Con la sua lettera, Turetta rinuncia di fatto a ogni speranza di revisione del processo e a qualsiasi possibilità di riduzione della pena. Una scelta estrema, che molti leggono come un segnale di resa. Altri, invece, come il tentativo di liberarsi da una pressione mediatica e psicologica ormai insostenibile.
Resta comunque aperto il ricorso della Procura di Venezia, che ha chiesto di aggiungere alla condanna anche le aggravanti di crudeltà e stalking. Se accolte, non cambieranno la sorte di Turetta — già destinato al carcere a vita — ma serviranno a definire in modo ancora più netto la gravità del delitto.
L’omicidio di Giulia Cecchettin, avvenuto l’11 novembre 2023, rimane uno dei casi più sconvolgenti degli ultimi anni.
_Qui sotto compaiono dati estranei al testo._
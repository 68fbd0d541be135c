use std::path::Path;
use std::sync::Mutex;

use ccqa::error::Error;
use ccqa::identifiers::{Identification, Identify};
use ccqa::io::JsonlReader;
use ccqa::pipelines::{
    AggregatePipeline, ExtractPipeline, FullPipeline, MinifyPipeline, Pipeline, PipelineConfig,
    CORPUS_FILE, MINIFIED_FILE, QA_FILE,
};
use ccqa::sources::archive::warc_response;
use ccqa::types::{AggregatedRecord, MinifiedPage, QaRecord};
use oxilangtag::LanguageTag;
use serde::de::DeserializeOwned;

/// Always answers `en`, and remembers what it was asked.
#[derive(Default)]
struct Recorder {
    seen: Mutex<Vec<String>>,
}

impl Identify for Recorder {
    fn identify(&self, text: &str) -> Result<Option<Identification>, Error> {
        self.seen.lock().unwrap().push(text.to_string());
        Ok(Some(Identification::new(
            LanguageTag::parse("en".to_string())?,
            0.95,
        )))
    }
}

fn html(body: &str) -> String {
    format!("HTTP/1.1 200 OK\r\nContent-Type: text/html; charset=utf-8\r\n\r\n{body}")
}

fn read<T: DeserializeOwned>(path: &Path) -> Vec<T> {
    JsonlReader::from_path(path)
        .unwrap()
        .collect::<Result<_, _>>()
        .unwrap()
}

fn config() -> PipelineConfig {
    PipelineConfig {
        workers: 2,
        queue_depth: 8,
        ..Default::default()
    }
}

#[test_log::test]
fn heading_question_end_to_end() {
    let dir = tempfile::tempdir().unwrap();
    let src = dir.path().join("in.warc");
    let dst = dir.path().join("out");
    std::fs::write(
        &src,
        warc_response(
            "http://a.example/faq",
            &html("<html><body><h2>What is X?</h2><p>X is Y.</p></body></html>"),
        ),
    )
    .unwrap();

    let identifier = Recorder::default();
    let stats = FullPipeline::new(src, dst.clone(), "unused".into(), config())
        .run_with(&identifier)
        .unwrap();

    let pages: Vec<MinifiedPage> = read(&dst.join(MINIFIED_FILE));
    assert_eq!(pages.len(), 1);
    assert_eq!(pages[0].html, "<h2>What is X?</h2>\n<p>X is Y.</p>");

    let records: Vec<QaRecord> = read(&dst.join(QA_FILE));
    assert_eq!(records.len(), 1);
    assert_eq!(records[0].language, "en");
    assert_eq!(records[0].qa_pairs.len(), 1);
    assert_eq!(records[0].qa_pairs[0].question, "What is X?");
    assert_eq!(records[0].qa_pairs[0].answer, "X is Y.");
    assert_eq!(
        *identifier.seen.lock().unwrap(),
        vec!["What is X? X is Y.".to_string()]
    );

    let corpus: Vec<AggregatedRecord> = read(&dst.join(CORPUS_FILE));
    assert_eq!(corpus.len(), 1);
    assert_eq!(corpus[0].url, "http://a.example/faq");

    assert_eq!(stats.minified, 1);
    assert_eq!(stats.records_with_pairs, 1);
    assert_eq!(stats.aggregate.unwrap().urls, 1);
}

#[test_log::test]
fn captures_of_a_same_url_are_merged() {
    let dir = tempfile::tempdir().unwrap();
    let src = dir.path().join("in.warc");
    let dst = dir.path().join("out");
    let archive = [
        warc_response(
            "http://a.example/p",
            &html("<h2>What is X?</h2><p>X is Y.</p>"),
        ),
        warc_response(
            "http://a.example/p",
            &html("<h2>What  is\n X?</h2><p>X is   Y.</p><h2>Why?</h2><p>Because.</p>"),
        ),
    ]
    .concat();
    std::fs::write(&src, archive).unwrap();

    FullPipeline::new(src, dst.clone(), "unused".into(), config())
        .run_with(&Recorder::default())
        .unwrap();

    let corpus: Vec<AggregatedRecord> = read(&dst.join(CORPUS_FILE));
    assert_eq!(corpus.len(), 1);
    let pairs: Vec<_> = corpus[0]
        .qa_pairs
        .iter()
        .map(|p| (p.question.as_str(), p.answer.as_str()))
        .collect();
    assert_eq!(pairs, vec![("What is X?", "X is Y."), ("Why?", "Because.")]);
}

#[test]
fn whitespace_variants_merge_in_aggregate_stage() {
    let dir = tempfile::tempdir().unwrap();
    let src = dir.path().join("qa.jsonl");
    let dst = dir.path().join("corpus.jsonl");
    std::fs::write(
        &src,
        concat!(
            r#"{"url":"http://a.example/p","language":"en","qa_pairs":[{"question":"What is X?","answer":"X is Y."}]}"#,
            "\n",
            r#"{"url":"http://a.example/p","language":"en","qa_pairs":[{"question":"What  is X?","answer":"X is\tY. "},{"question":"Why?","answer":"Because."}]}"#,
            "\n",
        ),
    )
    .unwrap();

    let stats = AggregatePipeline::new(src, dst.clone(), config())
        .run()
        .unwrap();
    let corpus: Vec<AggregatedRecord> = read(&dst);
    assert_eq!(corpus.len(), 1);
    assert_eq!(corpus[0].qa_pairs.len(), 2);
    assert_eq!(stats.aggregate.unwrap().duplicate_pairs, 1);
}

#[test]
fn bogus_charset_still_produces_a_page() {
    let dir = tempfile::tempdir().unwrap();
    let src = dir.path().join("in.warc");
    let dst = dir.path().join("min.jsonl");
    std::fs::write(
        &src,
        warc_response(
            "http://bogus.example/",
            "HTTP/1.1 200 OK\r\nContent-Type: text/html; charset=x-no-such-charset\r\n\r\n<p>Still readable.</p>",
        ),
    )
    .unwrap();

    let stats = MinifyPipeline::new(src, dst.clone(), config())
        .run()
        .unwrap();
    let pages: Vec<MinifiedPage> = read(&dst);
    assert_eq!(pages.len(), 1);
    assert_eq!(pages[0].html, "<p>Still readable.</p>");
    assert_eq!(stats.decode_fallbacks, 1);
}

#[test]
fn pages_without_candidates_are_not_in_the_corpus() {
    let dir = tempfile::tempdir().unwrap();
    let src = dir.path().join("in.warc");
    let dst = dir.path().join("out");
    let archive = [
        warc_response(
            "http://plain.example/",
            &html("<h1>About us</h1><p>We sell things.</p>"),
        ),
        warc_response(
            "http://faq.example/",
            &html("<dl><dt>How do I pay?</dt><dd>By card.</dd></dl>"),
        ),
    ]
    .concat();
    std::fs::write(&src, archive).unwrap();

    let identifier = Recorder::default();
    FullPipeline::new(src, dst.clone(), "unused".into(), config())
        .run_with(&identifier)
        .unwrap();

    let records: Vec<QaRecord> = read(&dst.join(QA_FILE));
    assert_eq!(records.len(), 2);
    assert_eq!(records[0].url, "http://plain.example/");
    assert!(records[0].qa_pairs.is_empty());
    assert_eq!(records[0].language, "unknown");
    // only the page with pairs was identified
    assert_eq!(identifier.seen.lock().unwrap().len(), 1);

    let corpus: Vec<AggregatedRecord> = read(&dst.join(CORPUS_FILE));
    let urls: Vec<_> = corpus.iter().map(|r| r.url.as_str()).collect();
    assert_eq!(urls, vec!["http://faq.example/"]);
}

#[test]
fn corrupt_entry_does_not_stop_the_run() {
    let dir = tempfile::tempdir().unwrap();
    let src = dir.path().join("in.warc");
    let dst = dir.path().join("out");
    let archive = [
        warc_response("http://a.example/", &html("<h3>Who?</h3><p>Me.</p>")),
        warc_response("http://broken.example/", "garbage without status line"),
        warc_response("http://b.example/", &html("<h3>When?</h3><p>Now.</p>")),
    ]
    .concat();
    std::fs::write(&src, archive).unwrap();

    let stats = FullPipeline::new(src, dst.clone(), "unused".into(), config())
        .run_with(&Recorder::default())
        .unwrap();
    let corpus: Vec<AggregatedRecord> = read(&dst.join(CORPUS_FILE));
    let urls: Vec<_> = corpus.iter().map(|r| r.url.as_str()).collect();
    assert_eq!(urls, vec!["http://a.example/", "http://b.example/"]);
    assert_eq!(stats.skipped.corrupt, 1);
}

#[test]
fn not_an_archive_is_fatal() {
    let dir = tempfile::tempdir().unwrap();
    let src = dir.path().join("in.warc");
    std::fs::write(&src, "<html>not a warc</html>").unwrap();

    let res = MinifyPipeline::new(src, dir.path().join("min.jsonl"), config()).run();
    assert!(matches!(res, Err(Error::FatalInput(_))));
}

#[test]
fn stages_match_the_chained_pipeline() {
    let dir = tempfile::tempdir().unwrap();
    let src = dir.path().join("in.warc");
    let archive: String = (0..30)
        .map(|i| {
            warc_response(
                &format!("http://{}.example/", i % 7),
                &html(&format!(
                    "<h2>What is item {}?</h2><p>Item {} is fine.</p><h2>Why?</h2><p>Because {}.</p>",
                    i % 5,
                    i % 5,
                    i % 2
                )),
            )
        })
        .collect();
    std::fs::write(&src, archive).unwrap();

    let full = dir.path().join("full");
    FullPipeline::new(src.clone(), full.clone(), "unused".into(), config())
        .run_with(&Recorder::default())
        .unwrap();

    let minified = dir.path().join("minified.jsonl");
    let qa = dir.path().join("qa.jsonl");
    let corpus = dir.path().join("corpus.jsonl");
    MinifyPipeline::new(src, minified.clone(), config())
        .run()
        .unwrap();
    ExtractPipeline::new(minified.clone(), qa.clone(), "unused".into(), config())
        .run_with(&Recorder::default())
        .unwrap();
    let sharded = PipelineConfig {
        shards: 3,
        ..config()
    };
    AggregatePipeline::new(qa.clone(), corpus.clone(), sharded)
        .run()
        .unwrap();

    assert_eq!(
        read::<MinifiedPage>(&minified),
        read::<MinifiedPage>(&full.join(MINIFIED_FILE))
    );
    assert_eq!(
        read::<QaRecord>(&qa),
        read::<QaRecord>(&full.join(QA_FILE))
    );
    let staged: Vec<AggregatedRecord> = read(&corpus);
    assert_eq!(staged, read::<AggregatedRecord>(&full.join(CORPUS_FILE)));
    assert_eq!(staged.len(), 7);
}

#[test]
fn microdata_in_meta_content_reaches_the_corpus() {
    let dir = tempfile::tempdir().unwrap();
    let src = dir.path().join("in.warc");
    let dst = dir.path().join("out");
    std::fs::write(
        &src,
        warc_response(
            "http://meta.example/",
            &html(concat!(
                r#"<html lang="en"><body><div itemscope itemtype="https://schema.org/Question">"#,
                r#"<meta itemprop="name" content="What is the meta question?">"#,
                r#"<div itemprop="acceptedAnswer" itemscope itemtype="https://schema.org/Answer">"#,
                r#"<meta itemprop="text" content="Meta answer."></div></div></body></html>"#,
            )),
        ),
    )
    .unwrap();

    FullPipeline::new(src, dst.clone(), "unused".into(), config())
        .run_with(&Recorder::default())
        .unwrap();

    let pages: Vec<MinifiedPage> = read(&dst.join(MINIFIED_FILE));
    assert_eq!(pages[0].lang.as_deref(), Some("en"));
    assert_eq!(pages[0].ip_address.as_deref(), Some("192.0.2.1"));

    let records: Vec<QaRecord> = read(&dst.join(QA_FILE));
    assert_eq!(records[0].declared_language.as_deref(), Some("en"));

    let corpus: Vec<AggregatedRecord> = read(&dst.join(CORPUS_FILE));
    assert_eq!(corpus.len(), 1);
    assert_eq!(corpus[0].qa_pairs.len(), 1);
    assert_eq!(corpus[0].qa_pairs[0].question, "What is the meta question?");
    assert_eq!(corpus[0].qa_pairs[0].answer, "Meta answer.");
}

#[test]
fn pathological_markup_does_not_hold_back_the_run() {
    let dir = tempfile::tempdir().unwrap();
    let src = dir.path().join("in.warc");
    let dst = dir.path().join("out");
    let archive = [
        warc_response("http://nested.example/", &html(&"<a><div>".repeat(40_000))),
        warc_response("http://fine.example/", &html("<h3>Who?</h3><p>Me.</p>")),
    ]
    .concat();
    std::fs::write(&src, archive).unwrap();

    let config = PipelineConfig {
        timeout: Some(std::time::Duration::from_millis(200)),
        ..config()
    };
    let stats = FullPipeline::new(src, dst.clone(), "unused".into(), config)
        .run_with(&Recorder::default())
        .unwrap();
    assert_eq!(stats.skipped.too_large, 1);

    let corpus: Vec<AggregatedRecord> = read(&dst.join(CORPUS_FILE));
    let urls: Vec<_> = corpus.iter().map(|r| r.url.as_str()).collect();
    assert_eq!(urls, vec!["http://fine.example/"]);
}

#[test]
fn utf16_meta_declaration_is_read_as_utf8() {
    let dir = tempfile::tempdir().unwrap();
    let src = dir.path().join("in.warc");
    let dst = dir.path().join("min.jsonl");
    std::fs::write(
        &src,
        warc_response(
            "http://utf16.example/",
            "HTTP/1.1 200 OK\r\nContent-Type: text/html\r\n\r\n<html><head><meta charset=\"utf-16\"></head><body><h2>What is X?</h2><p>X is Y.</p></body></html>",
        ),
    )
    .unwrap();

    MinifyPipeline::new(src, dst.clone(), config()).run().unwrap();
    let pages: Vec<MinifiedPage> = read(&dst);
    assert_eq!(pages[0].html, "<h2>What is X?</h2>\n<p>X is Y.</p>");
}
/*! Ordered, bounded parallel map.

```text
 source ──► producer ──(seq, item)──► worker × n ──(seq, out)──► reorder ──► sink
    ▲                                                               │
    └────────────────────────── credit ◄────────────────────────────┘
```

The producer needs a credit to pull an item from the source, and a credit is only
given back once the item's output has reached the sink. At most `window` items are
thus in flight, and the producer blocks when workers (or the sink) fall behind.
Outputs reach the sink in source order, whatever the completion order.
!*/
use std::any::Any;
use std::collections::BTreeMap;
use std::panic::{self, AssertUnwindSafe};
use std::thread;

use crossbeam::channel::bounded;
use log::debug;

use crate::error::Error;

/// Human readable panic payload.
pub(crate) fn panic_message(panic: &(dyn Any + Send)) -> String {
    if let Some(msg) = panic.downcast_ref::<&str>() {
        msg.to_string()
    } else if let Some(msg) = panic.downcast_ref::<String>() {
        msg.clone()
    } else {
        "unknown panic".to_string()
    }
}

/// Apply `f` to every item of `source` on `workers` threads, and feed the outputs to `sink` in order.
///
/// `source` runs on its own thread and is given back when exhausted, so that its counters can be read.
/// An error returned by `sink`, or a panic inside `f`, stops the whole map and is returned.
pub fn ordered_map<S, I, O, F, K>(
    source: S,
    workers: usize,
    window: usize,
    f: F,
    mut sink: K,
) -> Result<S, Error>
where
    S: Iterator<Item = I> + Send,
    I: Send,
    O: Send,
    F: Fn(I) -> O + Sync,
    K: FnMut(O) -> Result<(), Error>,
{
    let workers = workers.max(1);
    let window = window.max(1);

    let (work_tx, work_rx) = bounded::<(usize, I)>(window);
    let (done_tx, done_rx) = bounded::<(usize, thread::Result<O>)>(window);
    let (credit_tx, credit_rx) = bounded::<()>(window);
    for _ in 0..window {
        credit_tx
            .try_send(())
            .map_err(|e| Error::Custom(format!("could not fill credit window: {e}")))?;
    }

    let f = &f;
    let scoped = crossbeam::scope(|s| -> Result<S, Error> {
        let producer = s.spawn(move |_| {
            let mut source = source;
            let mut seq = 0;
            while credit_rx.recv().is_ok() {
                let item = match source.next() {
                    Some(item) => item,
                    None => break,
                };
                if work_tx.send((seq, item)).is_err() {
                    break;
                }
                seq += 1;
            }
            debug!("producer done after {} items", seq);
            source
        });

        for _ in 0..workers {
            let work_rx = work_rx.clone();
            let done_tx = done_tx.clone();
            s.spawn(move |_| {
                for (seq, item) in work_rx.iter() {
                    let out = panic::catch_unwind(AssertUnwindSafe(|| f(item)));
                    if done_tx.send((seq, out)).is_err() {
                        break;
                    }
                }
            });
        }
        drop(work_rx);
        drop(done_tx);

        let mut pending = BTreeMap::new();
        let mut next = 0;
        let mut failure = None;
        'recv: for (seq, out) in done_rx.iter() {
            pending.insert(seq, out);
            while let Some(out) = pending.remove(&next) {
                next += 1;
                let res = match out {
                    Ok(out) => sink(out),
                    Err(panic) => Err(Error::Custom(format!(
                        "worker panicked: {}",
                        panic_message(&*panic)
                    ))),
                };
                if let Err(e) = res {
                    failure = Some(e);
                    break 'recv;
                }
                // never full: at most `window` credits are out
                let _ = credit_tx.send(());
            }
        }

        // unblocks the producer and the workers if we stopped early
        drop(done_rx);
        drop(credit_tx);

        let source = producer
            .join()
            .map_err(|_| Error::Custom("producer thread panicked".to_string()))?;
        match failure {
            Some(e) => Err(e),
            None => Ok(source),
        }
    });

    scoped.map_err(|_| Error::Custom("pipeline thread panicked".to_string()))?
}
Giulia, 22 anni, studentessa universitaria, fu colpita con 75 coltellate e abbandonata in una scarpata vicino al lago di Barcis. Turetta, suo ex fidanzato, fuggì in auto per dieci giorni, fino al fermo in Germania, dove confessò subito: «L’ho uccisa quando ho capito che non sarebbe più tornata con me».
La sua prigionia, da allora, è trascorsa in un clima di isolamento. Nessuna visita della famiglia, nessuna dichiarazione pubblica, solo la corrispondenza con i suoi legali e con gli psicologi del carcere. Fino a questa lettera, che chiude il cerchio e dà alla sua storia un epilogo quasi simbolico.
«Voglio pagare per la sua morte», ha scritto. È una frase che non cancella nulla — né il dolore di una famiglia distrutta, né la ferita di un Paese che si è riconosciuto nel volto di Giulia — ma segna il punto finale di un processo che ha rappresentato, per molti, la sintesi più drammatica della violenza di genere.
Filippo Turetta resterà dunque in carcere a vita, salvo benefici di legge. Ma la giustizia, per la famiglia Cecchettin, resta altrove: in quella battaglia civile che continua fuori dalle aule, ogni giorno, nel nome di Giulia e di tutte le donne uccise da chi diceva di amarle.